# Problem requirements
Only the lines holding "IsDir" are wanted here; copy each from the listing.
** Opening Given entries block **
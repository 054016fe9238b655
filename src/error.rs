//! Defines the canonical filesystem error taxonomy --- [`FsError`].
//!
//! Every error returned at a public filesystem surface is wrapped in a
//! [`PathError`] (or [`LinkError`] for two-path operations) carrying the
//! short operation verb and the path the caller supplied. Classification
//! with [`FsError::is`] unwraps the context wrappers transparently.

use std::io;
use std::sync::Arc;

/// Result of filesystem operations.
pub type Result<T> = std::result::Result<T, FsError>;

/// Canonical error kinds.
///
/// Each kind is a distinguishable value; [`FsError::is`] compares against
/// them through any number of [`PathError`]/[`LinkError`] wrappers.
#[derive(Debug, Clone, Copy, PartialEq, Eq)]
pub enum ErrorKind {
    /// Malformed input, e.g. an invalid path or a negative seek target.
    Invalid,
    /// Operation denied.
    Permission,
    /// The target already exists.
    Exist,
    /// The target does not exist.
    NotExist,
    /// Operation on a closed file handle.
    Closed,
    /// The target is a directory and the operation expected a file.
    IsDir,
    /// The target is not a directory and the operation expected one.
    NotDir,
    /// A directory could not be removed because it has children.
    NotEmpty,
    /// The backend does not advertise the requested capability.
    NotImplemented,
    /// A blob offset or range lies beyond the container's bounds.
    OutOfBounds,
    /// The operation was abandoned because its cancellation token fired.
    Canceled,
    /// An underlying I/O failure with no more specific mapping.
    Io,
}

impl ErrorKind {
    fn as_str(self) -> &'static str {
        match self {
            ErrorKind::Invalid => "invalid argument",
            ErrorKind::Permission => "permission denied",
            ErrorKind::Exist => "file already exists",
            ErrorKind::NotExist => "file does not exist",
            ErrorKind::Closed => "file already closed",
            ErrorKind::IsDir => "is a directory",
            ErrorKind::NotDir => "not a directory",
            ErrorKind::NotEmpty => "directory not empty",
            ErrorKind::NotImplemented => "operation not implemented",
            ErrorKind::OutOfBounds => "offset out of bounds",
            ErrorKind::Canceled => "operation canceled",
            ErrorKind::Io => "i/o error",
        }
    }
}

impl std::fmt::Display for ErrorKind {
    fn fmt(&self, f: &mut std::fmt::Formatter<'_>) -> std::fmt::Result {
        f.write_str(self.as_str())
    }
}

/// Single-path operation context.
#[derive(Debug, thiserror::Error)]
#[error("{op} {path}: {source}")]
pub struct PathError {
    /// Short operation verb, e.g. `"open"` or `"mkdir"`.
    pub op: &'static str,
    /// The path the caller supplied.
    pub path: String,
    /// The wrapped failure.
    pub source: Box<FsError>,
}

/// Two-path operation context, used by `rename` and `symlink`.
#[derive(Debug, thiserror::Error)]
#[error("{op} {old} {new}: {source}")]
pub struct LinkError {
    /// Short operation verb, e.g. `"rename"`.
    pub op: &'static str,
    /// The source path.
    pub old: String,
    /// The destination path.
    pub new: String,
    /// The wrapped failure.
    pub source: Box<FsError>,
}

/// Filesystem error.
#[derive(Debug, thiserror::Error)]
pub enum FsError {
    /// A bare canonical kind, before context is attached.
    #[error("{0}")]
    Kind(ErrorKind),
    /// A kind-carrying failure with a single-path context.
    #[error(transparent)]
    Path(#[from] PathError),
    /// A kind-carrying failure with a two-path context.
    #[error(transparent)]
    Link(#[from] LinkError),
    /// A shared failure fanned out to several waiters, e.g. the terminal
    /// unarchive error delivered to every blocked opener.
    #[error(transparent)]
    Shared(Arc<FsError>),
    /// A foreign I/O failure. Classification normalizes the common
    /// `io::ErrorKind` values onto the canonical taxonomy.
    #[error("{0}")]
    Io(#[from] io::Error),
    /// A backend-specific failure described only by a message.
    #[error("{0}")]
    Backend(String),
}

impl FsError {
    /// Classifies the error, looking through context wrappers.
    pub fn kind(&self) -> Option<ErrorKind> {
        match self {
            FsError::Kind(kind) => Some(*kind),
            FsError::Path(err) => err.source.kind(),
            FsError::Link(err) => err.source.kind(),
            FsError::Shared(err) => err.kind(),
            FsError::Io(err) => Some(io_kind(err)),
            FsError::Backend(_) => None,
        }
    }

    /// True when the error classifies as `kind` after unwrapping.
    pub fn is(&self, kind: ErrorKind) -> bool {
        self.kind() == Some(kind)
    }

    /// Recovers the outermost [`PathError`] context, if any.
    pub fn as_path_error(&self) -> Option<&PathError> {
        match self {
            FsError::Path(err) => Some(err),
            FsError::Shared(err) => err.as_path_error(),
            _ => None,
        }
    }

    /// Recovers the outermost [`LinkError`] context, if any.
    pub fn as_link_error(&self) -> Option<&LinkError> {
        match self {
            FsError::Link(err) => Some(err),
            FsError::Shared(err) => err.as_link_error(),
            _ => None,
        }
    }

    /// Wraps the error in a [`PathError`] context.
    ///
    /// An error that already carries a context for the same operation is
    /// left untouched so nested dispatch does not stack duplicate wrappers.
    pub fn with_path(self, op: &'static str, path: impl Into<String>) -> FsError {
        match self {
            FsError::Path(err) if err.op == op => FsError::Path(err),
            other => FsError::Path(PathError { op, path: path.into(), source: Box::new(other) }),
        }
    }

    /// Wraps the error in a [`LinkError`] context.
    pub fn with_link(
        self,
        op: &'static str,
        old: impl Into<String>,
        new: impl Into<String>,
    ) -> FsError {
        match self {
            FsError::Link(err) if err.op == op => FsError::Link(err),
            other => FsError::Link(LinkError {
                op,
                old: old.into(),
                new: new.into(),
                source: Box::new(other),
            }),
        }
    }
}

impl From<ErrorKind> for FsError {
    fn from(kind: ErrorKind) -> Self {
        FsError::Kind(kind)
    }
}

/// Shorthand for `ErrorKind` wrapped in a [`PathError`].
pub fn path_error(op: &'static str, path: impl Into<String>, kind: ErrorKind) -> FsError {
    FsError::Kind(kind).with_path(op, path)
}

/// Shorthand for `ErrorKind` wrapped in a [`LinkError`].
pub fn link_error(
    op: &'static str,
    old: impl Into<String>,
    new: impl Into<String>,
    kind: ErrorKind,
) -> FsError {
    FsError::Kind(kind).with_link(op, old, new)
}

fn io_kind(err: &io::Error) -> ErrorKind {
    match err.kind() {
        io::ErrorKind::NotFound => ErrorKind::NotExist,
        io::ErrorKind::AlreadyExists => ErrorKind::Exist,
        io::ErrorKind::PermissionDenied => ErrorKind::Permission,
        io::ErrorKind::InvalidInput => ErrorKind::Invalid,
        _ => ErrorKind::Io,
    }
}

#[cfg(test)]
mod tests {
    use super::*;

    #[test]
    fn test_kind_through_wrappers() {
        let err = path_error("open", "a/b", ErrorKind::NotExist);
        assert!(err.is(ErrorKind::NotExist));
        assert!(!err.is(ErrorKind::Exist));

        let err = link_error("rename", "a", "b", ErrorKind::Exist);
        assert!(err.is(ErrorKind::Exist));
    }

    #[test]
    fn test_path_error_display() {
        let err = path_error("mkdir", "a/b", ErrorKind::NotDir);
        assert_eq!(err.to_string(), "mkdir a/b: not a directory");
    }

    #[test]
    fn test_link_error_display() {
        let err = link_error("rename", "old", "new", ErrorKind::NotExist);
        assert_eq!(err.to_string(), "rename old new: file does not exist");
    }

    #[test]
    fn test_no_duplicate_wrapping() {
        let err = path_error("open", "a", ErrorKind::NotExist).with_path("open", "a");
        let path = err.as_path_error().expect("path context");
        assert!(matches!(path.source.as_ref(), FsError::Kind(ErrorKind::NotExist)));
    }

    #[test]
    fn test_io_normalization() {
        let err = FsError::from(io::Error::new(io::ErrorKind::NotFound, "gone"));
        assert!(err.is(ErrorKind::NotExist));
        let err = FsError::from(io::Error::new(io::ErrorKind::AlreadyExists, "there"));
        assert!(err.is(ErrorKind::Exist));
    }

    #[test]
    fn test_shared_classification() {
        let inner = Arc::new(path_error("open", "x", ErrorKind::Canceled));
        let err = FsError::Shared(inner);
        assert!(err.is(ErrorKind::Canceled));
        assert!(err.as_path_error().is_some());
    }
}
** Closing Given entries block **
# Expected output
    IsDir,
            ErrorKind::IsDir => "is a directory",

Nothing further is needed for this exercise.